What to produce:
In the entries below, count the lines holding "Oscillator". Reply with the number only.
◇ ◇ ◇ ◇ ◇
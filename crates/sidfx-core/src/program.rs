//! Effect Program Data Model
//!
//! An effect program is an ordered list of 1..=[`MAX_SEGMENTS`] segments.
//! Each segment describes one timed step of a sound effect: the voice control
//! bits (waveform + gate), the packed ADSR nibbles, base frequency and pulse
//! width, their per-tick glides, and how long the segment stays gated and
//! releasing.
//!
//! Editing operations keep the program non-empty and within capacity, and
//! clamp every field to its representable range. The simulator relies on this
//! and never re-clamps.

use std::fmt;

use bitflags::bitflags;
use serde::{Deserialize, Serialize};

use crate::{Result, SidFxError};

/// Maximum number of segments in one program
pub const MAX_SEGMENTS: usize = 15;

/// Largest pulse width (12 bits)
pub const PULSE_WIDTH_MAX: u16 = 0x0FFF;

/// Largest gate/release tick count the editor accepts
pub const TICKS_MAX: u8 = 99;

bitflags! {
    /// SID voice control register bits used by effect segments
    #[derive(Debug, Clone, Copy, PartialEq, Eq, Hash, Serialize, Deserialize)]
    pub struct ControlBits: u8 {
        /// Gate: 1 = excite the envelope, 0 = release
        const GATE = 0x01;
        /// Oscillator sync
        const SYNC = 0x02;
        /// Ring modulation
        const RING = 0x04;
        /// Test bit
        const TEST = 0x08;
        /// Triangle waveform
        const TRIANGLE = 0x10;
        /// Sawtooth waveform
        const SAWTOOTH = 0x20;
        /// Rectangle (pulse) waveform
        const RECTANGLE = 0x40;
        /// Noise waveform
        const NOISE = 0x80;
    }
}

impl Default for ControlBits {
    fn default() -> Self {
        ControlBits::empty()
    }
}

impl ControlBits {
    /// Create control bits from a raw register value
    pub fn from_register(value: u8) -> Self {
        ControlBits::from_bits_retain(value)
    }

    /// Whether the gate bit is set
    #[inline]
    pub fn gate(&self) -> bool {
        self.contains(ControlBits::GATE)
    }
}

/// Oscillator waveform selector
#[derive(Debug, Clone, Copy, PartialEq, Eq, Hash, Serialize, Deserialize)]
#[serde(rename_all = "lowercase")]
pub enum Waveform {
    /// Triangle
    Triangle,
    /// Sawtooth
    Sawtooth,
    /// Rectangle / pulse
    Rectangle,
    /// Noise
    Noise,
}

impl Waveform {
    /// All waveforms in display order
    pub const ALL: [Waveform; 4] = [
        Waveform::Triangle,
        Waveform::Sawtooth,
        Waveform::Rectangle,
        Waveform::Noise,
    ];

    /// Control bit for this waveform
    pub fn bit(self) -> ControlBits {
        match self {
            Waveform::Triangle => ControlBits::TRIANGLE,
            Waveform::Sawtooth => ControlBits::SAWTOOTH,
            Waveform::Rectangle => ControlBits::RECTANGLE,
            Waveform::Noise => ControlBits::NOISE,
        }
    }

    /// Single-letter label used in segment tables
    pub fn letter(self) -> char {
        match self {
            Waveform::Triangle => 'T',
            Waveform::Sawtooth => 'S',
            Waveform::Rectangle => 'R',
            Waveform::Noise => 'N',
        }
    }
}

impl std::str::FromStr for Waveform {
    type Err = SidFxError;

    fn from_str(s: &str) -> Result<Self> {
        match s.to_ascii_lowercase().as_str() {
            "t" | "tri" | "triangle" => Ok(Waveform::Triangle),
            "s" | "saw" | "sawtooth" => Ok(Waveform::Sawtooth),
            "r" | "rect" | "rectangle" | "pulse" => Ok(Waveform::Rectangle),
            "n" | "noise" => Ok(Waveform::Noise),
            other => Err(SidFxError::Other(format!("unknown waveform: {other}"))),
        }
    }
}

/// Editable numeric segment field
#[derive(Debug, Clone, Copy, PartialEq, Eq, Hash, Serialize, Deserialize)]
#[serde(rename_all = "kebab-case")]
pub enum Field {
    /// Base frequency, 0..=65535
    Frequency,
    /// Base pulse width, 0..=4095
    PulseWidth,
    /// Attack rate nibble
    Attack,
    /// Decay rate nibble
    Decay,
    /// Sustain level nibble
    Sustain,
    /// Release rate nibble
    Release,
    /// Per-tick frequency delta, -32767..=32767
    FreqGlide,
    /// Per-tick pulse width delta, -4095..=4095
    PulseGlide,
    /// Ticks with the gate held
    GateTicks,
    /// Ticks with the gate released
    ReleaseTicks,
}

impl Field {
    /// Inclusive value range accepted by the editor
    pub fn range(self) -> (i32, i32) {
        match self {
            Field::Frequency => (0, u16::MAX as i32),
            Field::PulseWidth => (0, PULSE_WIDTH_MAX as i32),
            Field::Attack | Field::Decay | Field::Sustain | Field::Release => (0, 15),
            Field::FreqGlide => (-(i16::MAX as i32), i16::MAX as i32),
            Field::PulseGlide => (-(PULSE_WIDTH_MAX as i32), PULSE_WIDTH_MAX as i32),
            Field::GateTicks | Field::ReleaseTicks => (0, TICKS_MAX as i32),
        }
    }
}

impl std::str::FromStr for Field {
    type Err = SidFxError;

    fn from_str(s: &str) -> Result<Self> {
        match s.to_ascii_lowercase().as_str() {
            "freq" | "frequency" => Ok(Field::Frequency),
            "pwm" | "pulse" | "pulse-width" => Ok(Field::PulseWidth),
            "attack" | "a" => Ok(Field::Attack),
            "decay" | "d" => Ok(Field::Decay),
            "sustain" | "s" => Ok(Field::Sustain),
            "release" | "r" => Ok(Field::Release),
            "dfreq" | "freq-glide" => Ok(Field::FreqGlide),
            "dpwm" | "pulse-glide" => Ok(Field::PulseGlide),
            "t1" | "gate-ticks" => Ok(Field::GateTicks),
            "t0" | "release-ticks" => Ok(Field::ReleaseTicks),
            other => Err(SidFxError::Other(format!("unknown segment field: {other}"))),
        }
    }
}

/// One timed step of an effect program
#[derive(Debug, Clone, Copy, PartialEq, Eq, Hash, Serialize, Deserialize)]
pub struct Segment {
    /// Base frequency register value
    pub frequency: u16,
    /// Base pulse width (12 bits)
    pub pulse_width: u16,
    /// Waveform and gate bits
    pub control: ControlBits,
    /// Attack nibble (high) and decay nibble (low)
    pub attack_decay: u8,
    /// Sustain nibble (high) and release nibble (low)
    pub sustain_release: u8,
    /// Frequency delta applied per tick
    pub freq_glide: i16,
    /// Pulse width delta applied per tick
    pub pulse_glide: i16,
    /// Ticks with the gate held (`time1`)
    pub gate_ticks: u8,
    /// Ticks with the gate released before the next segment (`time0`)
    pub release_ticks: u8,
    /// Driver priority byte, carried through files untouched
    #[serde(default)]
    pub priority: u8,
}

impl Default for Segment {
    /// The base effect every new program starts with: a short gated sawtooth.
    fn default() -> Self {
        Segment {
            frequency: 1000,
            pulse_width: 2048,
            control: ControlBits::GATE | ControlBits::SAWTOOTH,
            attack_decay: 0x11,
            sustain_release: 0x86,
            freq_glide: 0,
            pulse_glide: 0,
            gate_ticks: 4,
            release_ticks: 0,
            priority: 0,
        }
    }
}

impl Segment {
    /// Attack rate nibble
    #[inline]
    pub fn attack(&self) -> u8 {
        self.attack_decay >> 4
    }

    /// Decay rate nibble
    #[inline]
    pub fn decay(&self) -> u8 {
        self.attack_decay & 0x0F
    }

    /// Sustain level nibble
    #[inline]
    pub fn sustain(&self) -> u8 {
        self.sustain_release >> 4
    }

    /// Release rate nibble
    #[inline]
    pub fn release(&self) -> u8 {
        self.sustain_release & 0x0F
    }

    /// Whether the segment starts gated
    #[inline]
    pub fn gated(&self) -> bool {
        self.control.gate()
    }

    /// Current value of a numeric field
    pub fn get(&self, field: Field) -> i32 {
        match field {
            Field::Frequency => self.frequency as i32,
            Field::PulseWidth => self.pulse_width as i32,
            Field::Attack => self.attack() as i32,
            Field::Decay => self.decay() as i32,
            Field::Sustain => self.sustain() as i32,
            Field::Release => self.release() as i32,
            Field::FreqGlide => self.freq_glide as i32,
            Field::PulseGlide => self.pulse_glide as i32,
            Field::GateTicks => self.gate_ticks as i32,
            Field::ReleaseTicks => self.release_ticks as i32,
        }
    }

    /// Set a numeric field, clamping to its range
    pub fn set(&mut self, field: Field, value: i32) {
        let (lo, hi) = field.range();
        let v = value.clamp(lo, hi);
        match field {
            Field::Frequency => self.frequency = v as u16,
            Field::PulseWidth => self.pulse_width = v as u16,
            Field::Attack => self.attack_decay = (self.attack_decay & 0x0F) | ((v as u8) << 4),
            Field::Decay => self.attack_decay = (self.attack_decay & 0xF0) | v as u8,
            Field::Sustain => {
                self.sustain_release = (self.sustain_release & 0x0F) | ((v as u8) << 4)
            }
            Field::Release => self.sustain_release = (self.sustain_release & 0xF0) | v as u8,
            Field::FreqGlide => self.freq_glide = v as i16,
            Field::PulseGlide => self.pulse_glide = v as i16,
            Field::GateTicks => self.gate_ticks = v as u8,
            Field::ReleaseTicks => self.release_ticks = v as u8,
        }
    }

    /// Add `delta` to a numeric field, saturating at its range
    pub fn adjust(&mut self, field: Field, delta: i32) {
        let value = self.get(field).saturating_add(delta);
        self.set(field, value);
    }

    /// Select a waveform. Noise excludes the tone waveforms and vice versa.
    pub fn enable_waveform(&mut self, waveform: Waveform) {
        match waveform {
            Waveform::Noise => {
                self.control.remove(
                    ControlBits::TRIANGLE | ControlBits::SAWTOOTH | ControlBits::RECTANGLE,
                );
            }
            _ => self.control.remove(ControlBits::NOISE),
        }
        self.control.insert(waveform.bit());
    }

    /// Deselect a waveform
    pub fn disable_waveform(&mut self, waveform: Waveform) {
        self.control.remove(waveform.bit());
    }

    /// Set or clear the gate bit
    pub fn set_gate(&mut self, on: bool) {
        self.control.set(ControlBits::GATE, on);
    }

    /// Clamp all fields to editor ranges (used after loading external data)
    pub fn clamped(mut self) -> Self {
        self.pulse_width = self.pulse_width.min(PULSE_WIDTH_MAX);
        self.freq_glide = self.freq_glide.max(-i16::MAX);
        self.pulse_glide = self
            .pulse_glide
            .clamp(-(PULSE_WIDTH_MAX as i16), PULSE_WIDTH_MAX as i16);
        self.gate_ticks = self.gate_ticks.min(TICKS_MAX);
        self.release_ticks = self.release_ticks.min(TICKS_MAX);
        self
    }
}

impl fmt::Display for Segment {
    /// One row in the editor's column layout:
    /// `TSRNG FREQ  PWM  ADSR DFREQ DPWM T1 T0`
    fn fmt(&self, f: &mut fmt::Formatter<'_>) -> fmt::Result {
        for w in Waveform::ALL {
            let c = if self.control.contains(w.bit()) {
                w.letter()
            } else {
                '.'
            };
            write!(f, "{c}")?;
        }
        write!(f, "{}", if self.gated() { 'G' } else { '.' })?;
        write!(
            f,
            " {:05} {:04} {:02X}{:02X} {:+06} {:+05} {:02} {:02}",
            self.frequency,
            self.pulse_width,
            self.attack_decay,
            self.sustain_release,
            self.freq_glide,
            self.pulse_glide,
            self.gate_ticks,
            self.release_ticks
        )
    }
}

/// Ordered, non-empty list of segments
#[derive(Debug, Clone, PartialEq, Eq, Serialize, Deserialize)]
#[serde(try_from = "Vec<Segment>", into = "Vec<Segment>")]
pub struct EffectProgram {
    segments: Vec<Segment>,
}

impl Default for EffectProgram {
    fn default() -> Self {
        Self::new()
    }
}

impl EffectProgram {
    /// A program holding only the base effect
    pub fn new() -> Self {
        let mut segments = Vec::with_capacity(MAX_SEGMENTS);
        segments.push(Segment::default());
        EffectProgram { segments }
    }

    /// Build a program from segments, enforcing 1..=MAX_SEGMENTS
    pub fn from_segments(segments: Vec<Segment>) -> Result<Self> {
        if segments.is_empty() {
            return Err(SidFxError::LastSegment);
        }
        if segments.len() > MAX_SEGMENTS {
            return Err(SidFxError::ProgramFull {
                capacity: MAX_SEGMENTS,
            });
        }
        let mut program = EffectProgram {
            segments: Vec::with_capacity(MAX_SEGMENTS),
        };
        program
            .segments
            .extend(segments.into_iter().map(Segment::clamped));
        Ok(program)
    }

    /// Number of segments (always at least 1)
    pub fn len(&self) -> usize {
        self.segments.len()
    }

    /// Always false; present for API symmetry with slices
    pub fn is_empty(&self) -> bool {
        self.segments.is_empty()
    }

    /// Whether another segment can be inserted
    pub fn is_full(&self) -> bool {
        self.segments.len() >= MAX_SEGMENTS
    }

    /// Read-only view of the segments
    pub fn segments(&self) -> &[Segment] {
        &self.segments
    }

    /// Segment at `index`
    pub fn segment(&self, index: usize) -> Result<&Segment> {
        let len = self.segments.len();
        self.segments
            .get(index)
            .ok_or(SidFxError::SegmentOutOfRange { index, len })
    }

    /// Mutable segment at `index`
    pub fn segment_mut(&mut self, index: usize) -> Result<&mut Segment> {
        let len = self.segments.len();
        self.segments
            .get_mut(index)
            .ok_or(SidFxError::SegmentOutOfRange { index, len })
    }

    /// Insert a segment at `index`.
    ///
    /// At the end of the program a fresh base effect is appended; anywhere
    /// else the segment at `index` is duplicated and the tail shifted down.
    pub fn insert(&mut self, index: usize) -> Result<()> {
        let len = self.segments.len();
        if index > len {
            return Err(SidFxError::SegmentOutOfRange { index, len });
        }
        if self.is_full() {
            return Err(SidFxError::ProgramFull {
                capacity: MAX_SEGMENTS,
            });
        }
        let segment = if index == len {
            Segment::default()
        } else {
            self.segments[index]
        };
        self.segments.insert(index, segment);
        Ok(())
    }

    /// Remove the segment at `index`; the last remaining segment is kept.
    pub fn remove(&mut self, index: usize) -> Result<Segment> {
        let len = self.segments.len();
        if index >= len {
            return Err(SidFxError::SegmentOutOfRange { index, len });
        }
        if len == 1 {
            return Err(SidFxError::LastSegment);
        }
        Ok(self.segments.remove(index))
    }

    /// Reset to a single base effect
    pub fn clear(&mut self) {
        self.segments.clear();
        self.segments.push(Segment::default());
    }

    /// Sum of gate and release ticks over all segments
    pub fn duration_ticks(&self) -> usize {
        self.segments
            .iter()
            .map(|s| s.gate_ticks as usize + s.release_ticks as usize)
            .sum()
    }
}

impl TryFrom<Vec<Segment>> for EffectProgram {
    type Error = SidFxError;

    fn try_from(segments: Vec<Segment>) -> Result<Self> {
        EffectProgram::from_segments(segments)
    }
}

impl From<EffectProgram> for Vec<Segment> {
    fn from(program: EffectProgram) -> Self {
        program.segments
    }
}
◇ ◇ ◇ ◇ ◇
Output:
2